Taking the line with "pub struct SystemMounter;" as the first and the line with "impl MountFacility for" as the last, set down exactly every line in that range from the entries below, and no more.

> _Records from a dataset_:
#####

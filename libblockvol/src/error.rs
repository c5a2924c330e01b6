//! Plugin error types.
//!
//! All errors in the `libblockvol` crate are represented by the
//! [`VolumeError`] enum, which derives [`thiserror::Error`] for ergonomic
//! error handling and also implements [`Serialize`]/[`Deserialize`] so
//! errors can travel across the control-plane transport.

use serde::{Deserialize, Serialize};
use thiserror::Error;

/// Unified error type for volume plugin operations.
#[derive(Debug, Error, Serialize, Deserialize, Clone)]
pub enum VolumeError {
    /// The workload spec does not carry this backend's descriptor; the
    /// host must pick a different plugin.
    #[error("volume spec {0:?} carries no block-volume source")]
    UnsupportedSpecKind(String),

    /// The block-store control plane could not be reached or failed at
    /// the transport level.  Transient; safe to retry.
    #[error("backend unavailable: {0}")]
    BackendUnavailable(String),

    /// The referenced volume does not exist at the backend.
    #[error("volume {0} not found")]
    VolumeNotFound(String),

    /// The volume is attached to a different node and the backend refuses
    /// a second writable attachment.  Requires operator intervention.
    #[error("volume {volume_id} already attached to node {node_id}")]
    AlreadyAttachedElsewhere {
        /// The contested volume.
        volume_id: String,
        /// The node currently holding the attachment.
        node_id: String,
    },

    /// The caller supplied malformed capacity or labels.
    #[error("invalid options: {0}")]
    InvalidOptions(String),

    /// The requested partition does not exist on the attached device.
    #[error("partition {partition} not found on device {device}")]
    PartitionNotFound {
        /// Device path the partition was expected on.
        device: String,
        /// Requested partition suffix.
        partition: String,
    },

    /// A format or mount operation failed during set-up.
    #[error("mount failed at {path}: {reason}")]
    MountFailed {
        /// Filesystem path where the mount was attempted.
        path: String,
        /// Human-readable failure reason.
        reason: String,
    },

    /// The unmount step of teardown failed.  The host is expected to
    /// re-invoke teardown later.
    #[error("teardown failed at {path}: {reason}")]
    TeardownFailed {
        /// Mount path that could not be torn down.
        path: String,
        /// Human-readable failure reason.
        reason: String,
    },

    /// A transport-level error below the backend protocol.
    #[error("transport error: {0}")]
    Transport(String),

    /// An unclassified internal error.
    #[error("internal error: {0}")]
    Internal(String),
}

impl VolumeError {
    /// Create a [`VolumeError::BackendUnavailable`] from anything that
    /// implements [`std::fmt::Display`].
    pub fn backend<E: std::fmt::Display>(e: E) -> Self {
        Self::BackendUnavailable(e.to_string())
    }

    /// Create a [`VolumeError::Transport`] from anything that implements
    /// [`std::fmt::Display`].
    pub fn transport<E: std::fmt::Display>(e: E) -> Self {
        Self::Transport(e.to_string())
    }

    /// Create a [`VolumeError::Internal`] from anything that implements
    /// [`std::fmt::Display`].
    pub fn internal<E: std::fmt::Display>(e: E) -> Self {
        Self::Internal(e.to_string())
    }

    /// Whether the caller may retry the failed operation.
    ///
    /// Transient transport failures and failed teardowns are retried by
    /// the host; spec-kind, not-found, attachment-conflict, and
    /// bad-option errors require a different plugin, operator action, or
    /// a configuration fix.
    pub fn is_retryable(&self) -> bool {
        matches!(
            self,
            Self::BackendUnavailable(_) | Self::TeardownFailed { .. } | Self::Transport(_)
        )
    }
}
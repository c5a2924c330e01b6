//! Host filesystem mount facility.
//!
//! [`MountFacility`] is the capability trait the mount lifecycle manager
//! is written against; [`SystemMounter`] is the production implementation
//! driving `blkid`/`mkfs` and the kernel mount syscalls.

use std::path::Path;

use async_trait::async_trait;
use tracing::{debug, info};

use crate::error::VolumeError;

/// Filesystem and mount primitives consumed by the lifecycle manager.
#[async_trait]
pub trait MountFacility: Send + Sync {
    /// Mount `device` at `target` with the given filesystem type, creating
    /// the target directory if needed.
    ///
    /// The device is formatted first if and only if it carries no
    /// recognized filesystem signature and `read_only` is false.  A
    /// signatureless device that may not be formatted fails with
    /// [`VolumeError::MountFailed`].
    async fn format_and_mount(
        &self,
        device: &str,
        target: &Path,
        fs_type: &str,
        read_only: bool,
    ) -> Result<(), VolumeError>;

    /// Unmount the filesystem at `target`.
    async fn unmount(&self, target: &Path) -> Result<(), VolumeError>;

    /// Whether `target` is currently a mount point.
    async fn is_mountpoint(&self, target: &Path) -> bool;

    /// Resolve the device node for `partition` of `device`.
    ///
    /// Fails with [`VolumeError::PartitionNotFound`] when the partition's
    /// device node does not exist.
    async fn partition_device(
        &self,
        device: &str,
        partition: &str,
    ) -> Result<String, VolumeError>;
}

/// Derive the conventional device-node name for a partition: a `p`
/// separator when the parent device name ends in a digit (`/dev/nvme0n1`
/// style), plain concatenation otherwise (`/dev/sdb` style).
pub(crate) fn partition_device_name(device: &str, partition: &str) -> String {
    if device.ends_with(|c: char| c.is_ascii_digit()) {
        format!("{device}p{partition}")
    } else {
        format!("{device}{partition}")
    }
}

// ---------------------------------------------------------------------------
// Production implementation
// ---------------------------------------------------------------------------

/// [`MountFacility`] backed by the host kernel and the standard
/// filesystem tooling (`blkid` for signature probing, `mkfs.<fstype>`
/// for formatting).
#[derive(Debug, Default)]
pub struct SystemMounter;

impl SystemMounter {
    /// Probe `device` for an existing filesystem signature.  Returns the
    /// detected filesystem type, or `None` for an unformatted device.
    async fn probe_signature(&self, device: &str) -> Result<Option<String>, VolumeError> {
        let output = tokio::process::Command::new("blkid")
            .args(["-p", "-s", "TYPE", "-o", "value", device])
            .output()
            .await
            .map_err(|e| VolumeError::MountFailed {
                path: device.to_owned(),
                reason: format!("blkid: {e}"),
            })?;

        // blkid exits non-zero for a device with no recognizable signature.
        if !output.status.success() {
            return Ok(None);
        }
        let fs_type = String::from_utf8_lossy(&output.stdout).trim().to_owned();
        Ok((!fs_type.is_empty()).then_some(fs_type))
    }

    async fn format(&self, device: &str, fs_type: &str) -> Result<(), VolumeError> {
        info!(device, fs_type, "formatting unformatted device");
        let status = tokio::process::Command::new(format!("mkfs.{fs_type}"))
            .arg(device)
            .status()
            .await
            .map_err(|e| VolumeError::MountFailed {
                path: device.to_owned(),
                reason: format!("mkfs.{fs_type}: {e}"),
            })?;
        if !status.success() {
            return Err(VolumeError::MountFailed {
                path: device.to_owned(),
                reason: format!("mkfs.{fs_type} exited with {:?}", status.code()),
            });
        }
        Ok(())
    }
}

#[async_trait]
impl MountFacility for SystemMounter {
    async fn format_and_mount(
        &self,
        device: &str,
        target: &Path,
        fs_type: &str,
        read_only: bool,
    ) -> Result<(), VolumeError> {
        tokio::fs::create_dir_all(target)
            .await
            .map_err(|e| VolumeError::MountFailed {
                path: target.display().to_string(),
                reason: e.to_string(),
            })?;

        match self.probe_signature(device).await? {
            Some(existing) => {
                debug!(device, %existing, "device already formatted");
            }
            None if read_only => {
                // Formatting a read-only volume is not permitted, and an
                // unformatted device cannot be mounted.
                return Err(VolumeError::MountFailed {
                    path: target.display().to_string(),
                    reason: format!("device {device} has no filesystem and is read-only"),
                });
            }
            None => self.format(device, fs_type).await?,
        }

        let mut flags = nix::mount::MsFlags::empty();
        if read_only {
            flags |= nix::mount::MsFlags::MS_RDONLY;
        }

        nix::mount::mount(
            Some(device),
            target,
            Some(fs_type),
            flags,
            None::<&str>,
        )
        .map_err(|e| VolumeError::MountFailed {
            path: target.display().to_string(),
            reason: e.to_string(),
        })?;

        info!(device, target = %target.display(), fs_type, read_only, "device mounted");
        Ok(())
    }

    async fn unmount(&self, target: &Path) -> Result<(), VolumeError> {
        nix::mount::umount(target).map_err(|e| VolumeError::TeardownFailed {
            path: target.display().to_string(),
            reason: e.to_string(),
        })?;
        info!(target = %target.display(), "unmounted");
        Ok(())
    }

    async fn is_mountpoint(&self, target: &Path) -> bool {
        let contents = match tokio::fs::read_to_string("/proc/self/mounts").await {
            Ok(c) => c,
            Err(_) => return false,
        };
        let target = target.to_string_lossy();
        // Format: <device> <mountpoint> <fstype> <options> <dump> <pass>.
        // Mount paths derived from pod UIDs and volume names contain no
        // whitespace, so direct string comparison is safe here.
        contents
            .lines()
            .any(|line| line.split_whitespace().nth(1) == Some(target.as_ref()))
    }

    async fn partition_device(
        &self,
        device: &str,
        partition: &str,
    ) -> Result<String, VolumeError> {
        let node = partition_device_name(device, partition);
        match tokio::fs::metadata(&node).await {
            Ok(_) => Ok(node),
            Err(_) => Err(VolumeError::PartitionNotFound {
                device: device.to_owned(),
                partition: partition.to_owned(),
            }),
        }
    }
}

// ---------------------------------------------------------------------------
// Test implementation
// ---------------------------------------------------------------------------
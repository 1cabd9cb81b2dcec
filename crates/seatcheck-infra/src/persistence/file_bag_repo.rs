//! File-based implementation of BagRepository

use std::path::Path;

use chrono::Utc;
use uuid::Uuid;

use seatcheck_domain::model::{Bag, NewBag};
use seatcheck_domain::repository::BagRepository;
use seatcheck_types::{Error, Result};

use super::json_table::JsonTable;

/// Bag catalogue stored in `bags.json`
pub struct FileBagRepository {
    table: JsonTable<Bag>,
}

impl FileBagRepository {
    pub fn open(store_dir: &Path) -> Result<Self> {
        Ok(Self {
            table: JsonTable::open(store_dir, "bags.json")?,
        })
    }
}

impl BagRepository for FileBagRepository {
    fn find_all(&self) -> std::result::Result<Vec<Bag>, Error> {
        let mut bags = self.table.values()?;
        bags.sort_by(|a, b| {
            (&a.brand, &a.model, a.created_at).cmp(&(&b.brand, &b.model, b.created_at))
        });
        Ok(bags)
    }

    fn find_by_id(&self, id: &str) -> std::result::Result<Option<Bag>, Error> {
        self.table.get(id)
    }

    fn search_by_brand(&self, brand: &str) -> std::result::Result<Vec<Bag>, Error> {
        let brand = brand.trim().to_lowercase();
        let mut bags: Vec<Bag> = self.table.read(|rows| {
            rows.values()
                .filter(|b| b.brand.as_deref().is_some_and(|name| name.trim().to_lowercase() == brand))
                .cloned()
                .collect()
        })?;
        bags.sort_by(|a, b| a.model.cmp(&b.model));
        Ok(bags)
    }

    fn create(&self, bag: NewBag) -> std::result::Result<Bag, Error> {
        bag.validate()?;
        self.table.write(|rows| {
            let created = Bag::from_new(Uuid::new_v4().to_string(), bag, Utc::now());
            rows.insert(created.id.clone(), created.clone());
            Ok(created)
        })
    }
}
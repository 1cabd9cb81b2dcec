//! Caller identity
//!
//! Authentication happens upstream; the identity provider forwards the
//! authenticated user id in the `x-user-id` header.

use std::convert::Infallible;

use axum::{extract::FromRequestParts, http::request::Parts};

use crate::error::ApiError;

pub const USER_ID_HEADER: &str = "x-user-id";

fn user_id(parts: &Parts) -> Option<String> {
    parts
        .headers
        .get(USER_ID_HEADER)
        .and_then(|v| v.to_str().ok())
        .map(str::trim)
        .filter(|v| !v.is_empty())
        .map(str::to_string)
}

/// An identified caller; rejects with 401 otherwise
#[derive(Debug, Clone)]
pub struct CurrentUser(pub String);

impl<S: Send + Sync> FromRequestParts<S> for CurrentUser {
    type Rejection = ApiError;

    async fn from_request_parts(parts: &mut Parts, _state: &S) -> Result<Self, Self::Rejection> {
        user_id(parts).map(CurrentUser).ok_or(ApiError::Unauthorized)
    }
}

/// Identity when present; anonymous callers are allowed
#[derive(Debug, Clone)]
pub struct MaybeUser(pub Option<String>);

impl<S: Send + Sync> FromRequestParts<S> for MaybeUser {
    type Rejection = Infallible;

    async fn from_request_parts(parts: &mut Parts, _state: &S) -> Result<Self, Self::Rejection> {
        Ok(MaybeUser(user_id(parts)))
    }
}
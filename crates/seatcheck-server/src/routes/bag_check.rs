//! Fit check and check history

use axum::{
    extract::{rejection::JsonRejection, State},
    Json,
};
use serde::{Deserialize, Serialize};

use seatcheck_app::app::{self, BagCheckOutcome, BagCheckRequest};
use seatcheck_domain::model::{Airline, BagCheckRecord, Dimensions};
use seatcheck_types::{Unit, VerificationStatus};

use super::{default_unit, lenient_f64, with_repos};
use crate::{
    auth::{CurrentUser, MaybeUser},
    error::ApiError,
    state::AppState,
};

#[derive(Debug, Deserialize)]
#[serde(rename_all = "camelCase")]
pub struct CheckRequest {
    airline_iata_code: String,
    flight_number: Option<String>,
    #[serde(deserialize_with = "lenient_f64", alias = "bagLength")]
    bag_length_cm: f64,
    #[serde(deserialize_with = "lenient_f64", alias = "bagWidth")]
    bag_width_cm: f64,
    #[serde(deserialize_with = "lenient_f64", alias = "bagHeight")]
    bag_height_cm: f64,
    #[serde(default = "default_unit")]
    unit: Unit,
    #[serde(default)]
    is_pet_carrier: bool,
    bag_id: Option<String>,
}

/// Airline fields echoed with a verdict
#[derive(Debug, Serialize)]
#[serde(rename_all = "camelCase")]
pub struct AirlineSummary {
    name: String,
    iata_code: String,
    verification_status: VerificationStatus,
    source_url: Option<String>,
    max_personal_item_length_cm: Option<f64>,
    max_personal_item_width_cm: Option<f64>,
    max_personal_item_height_cm: Option<f64>,
    pet_carrier_allowed: bool,
    pet_carrier_max_length_cm: Option<f64>,
    pet_carrier_max_width_cm: Option<f64>,
    pet_carrier_max_height_cm: Option<f64>,
}

impl From<Airline> for AirlineSummary {
    fn from(a: Airline) -> Self {
        Self {
            name: a.name,
            iata_code: a.iata_code,
            verification_status: a.verification_status,
            source_url: a.source_url,
            max_personal_item_length_cm: a.max_personal_item_length_cm,
            max_personal_item_width_cm: a.max_personal_item_width_cm,
            max_personal_item_height_cm: a.max_personal_item_height_cm,
            pet_carrier_allowed: a.pet_carrier_allowed,
            pet_carrier_max_length_cm: a.pet_carrier_max_length_cm,
            pet_carrier_max_width_cm: a.pet_carrier_max_width_cm,
            pet_carrier_max_height_cm: a.pet_carrier_max_height_cm,
        }
    }
}

/// Bag dimensions in both units
#[derive(Debug, Serialize)]
#[serde(rename_all = "camelCase")]
pub struct BagDimensions {
    length_cm: f64,
    width_cm: f64,
    height_cm: f64,
    length_in: f64,
    width_in: f64,
    height_in: f64,
}

impl From<Dimensions> for BagDimensions {
    fn from(d: Dimensions) -> Self {
        let (length_in, width_in, height_in) = d.to_inches();
        Self {
            length_cm: d.length_cm,
            width_cm: d.width_cm,
            height_cm: d.height_cm,
            length_in,
            width_in,
            height_in,
        }
    }
}

#[derive(Debug, Serialize)]
#[serde(rename_all = "camelCase")]
pub struct CheckResponse {
    fits_under_seat: bool,
    exceeds_in: Vec<String>,
    is_pet_carrier: bool,
    airline: AirlineSummary,
    bag_dimensions: BagDimensions,
    bag_check_id: Option<String>,
}

impl From<BagCheckOutcome> for CheckResponse {
    fn from(outcome: BagCheckOutcome) -> Self {
        Self {
            fits_under_seat: outcome.fits(),
            exceeds_in: outcome.exceeds_in(),
            is_pet_carrier: outcome.is_pet_carrier,
            airline: outcome.airline.into(),
            bag_dimensions: outcome.dimensions.into(),
            bag_check_id: outcome.bag_check_id,
        }
    }
}

pub async fn check_bag(
    State(state): State<AppState>,
    MaybeUser(user_id): MaybeUser,
    payload: Result<Json<CheckRequest>, JsonRejection>,
) -> Result<Json<CheckResponse>, ApiError> {
    let Json(request) = payload?;
    let dimensions = Dimensions::from_unit(
        request.bag_length_cm,
        request.bag_width_cm,
        request.bag_height_cm,
        request.unit,
    )?;

    let check = BagCheckRequest {
        airline_iata_code: request.airline_iata_code,
        flight_number: request.flight_number,
        dimensions,
        is_pet_carrier: request.is_pet_carrier,
        bag_id: request.bag_id,
        user_id,
    };
    let outcome = with_repos(&state, move |repos| app::check_bag(repos, check)).await?;
    Ok(Json(outcome.into()))
}

pub async fn list_bag_checks(
    State(state): State<AppState>,
    CurrentUser(user_id): CurrentUser,
) -> Result<Json<Vec<BagCheckRecord>>, ApiError> {
    let history = with_repos(&state, move |repos| app::check_history(repos, &user_id)).await?;
    Ok(Json(history))
}
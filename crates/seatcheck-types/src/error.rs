//! Error types for seatcheck

use thiserror::Error;

/// Configuration-related errors
#[derive(Debug, Error)]
pub enum ConfigError {
    #[error("Configuration directory not found")]
    NotFound,

    #[error("Failed to parse configuration: {0}")]
    ParseError(String),

    #[error("Invalid configuration value: {0}")]
    InvalidValue(String),
}

/// Storage-related errors
#[derive(Debug, Error)]
pub enum StoreError {
    #[error("Store lock poisoned: {0}")]
    Poisoned(&'static str),

    #[error("Duplicate key: {0}")]
    Duplicate(String),

    #[error("Store data corrupted: {0}")]
    Corrupted(String),
}

#[derive(Debug, Error)]
pub enum Error {
    #[error("IO error: {0}")]
    Io(#[from] std::io::Error),

    #[error("JSON error: {0}")]
    Json(#[from] serde_json::Error),

    #[error("TOML error: {0}")]
    Toml(#[from] toml::de::Error),

    #[error("CSV error: {0}")]
    Csv(#[from] csv::Error),

    #[error("Configuration error: {0}")]
    Config(#[from] ConfigError),

    #[error("Store error: {0}")]
    Store(#[from] StoreError),

    #[error("Airline not found: {0}")]
    AirlineNotFound(String),

    #[error("Bag not found: {0}")]
    BagNotFound(String),

    #[error("User bag not found: {0}")]
    UserBagNotFound(String),

    /// The airline has no complete personal-item envelope on record.
    #[error("Airline dimensions not available for {0}")]
    DimensionsUnavailable(String),

    #[error("Invalid {axis}: {value} (must be a positive number)")]
    InvalidDimension { axis: &'static str, value: f64 },

    #[error("Invalid input: {0}")]
    InvalidInput(String),

    #[error("Excel export error: {0}")]
    Excel(String),
}

impl Error {
    /// Whether the error was caused by the caller's input rather than the system.
    pub fn is_validation(&self) -> bool {
        matches!(
            self,
            Error::DimensionsUnavailable(_)
                | Error::InvalidDimension { .. }
                | Error::InvalidInput(_)
                | Error::Store(StoreError::Duplicate(_))
        )
    }

    /// Whether the error means a looked-up record does not exist.
    pub fn is_not_found(&self) -> bool {
        matches!(
            self,
            Error::AirlineNotFound(_) | Error::BagNotFound(_) | Error::UserBagNotFound(_)
        )
    }
}

pub type Result<T> = std::result::Result<T, Error>;

#[cfg(test)]
mod tests {
    use super::*;

    #[test]
    fn test_error_classification() {
        assert!(Error::AirlineNotFound("ZZ".into()).is_not_found());
        assert!(!Error::AirlineNotFound("ZZ".into()).is_validation());
        assert!(Error::DimensionsUnavailable("XX".into()).is_validation());
        assert!(Error::InvalidDimension { axis: "length", value: -1.0 }.is_validation());
        assert!(!Error::Excel("boom".into()).is_validation());
    }

    #[test]
    fn test_invalid_dimension_message() {
        let err = Error::InvalidDimension { axis: "width", value: 0.0 };
        assert_eq!(err.to_string(), "Invalid width: 0 (must be a positive number)");
    }
}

#####

> _Task answer_:
pub struct SystemMounter;

impl SystemMounter {
    /// Probe `device` for an existing filesystem signature.  Returns the
    /// detected filesystem type, or `None` for an unformatted device.
    async fn probe_signature(&self, device: &str) -> Result<Option<String>, VolumeError> {
        let output = tokio::process::Command::new("blkid")
            .args(["-p", "-s", "TYPE", "-o", "value", device])
            .output()
            .await
            .map_err(|e| VolumeError::MountFailed {
                path: device.to_owned(),
                reason: format!("blkid: {e}"),
            })?;

        // blkid exits non-zero for a device with no recognizable signature.
        if !output.status.success() {
            return Ok(None);
        }
        let fs_type = String::from_utf8_lossy(&output.stdout).trim().to_owned();
        Ok((!fs_type.is_empty()).then_some(fs_type))
    }

    async fn format(&self, device: &str, fs_type: &str) -> Result<(), VolumeError> {
        info!(device, fs_type, "formatting unformatted device");
        let status = tokio::process::Command::new(format!("mkfs.{fs_type}"))
            .arg(device)
            .status()
            .await
            .map_err(|e| VolumeError::MountFailed {
                path: device.to_owned(),
                reason: format!("mkfs.{fs_type}: {e}"),
            })?;
        if !status.success() {
            return Err(VolumeError::MountFailed {
                path: device.to_owned(),
                reason: format!("mkfs.{fs_type} exited with {:?}", status.code()),
            });
        }
        Ok(())
    }
}

#[async_trait]
impl MountFacility for SystemMounter {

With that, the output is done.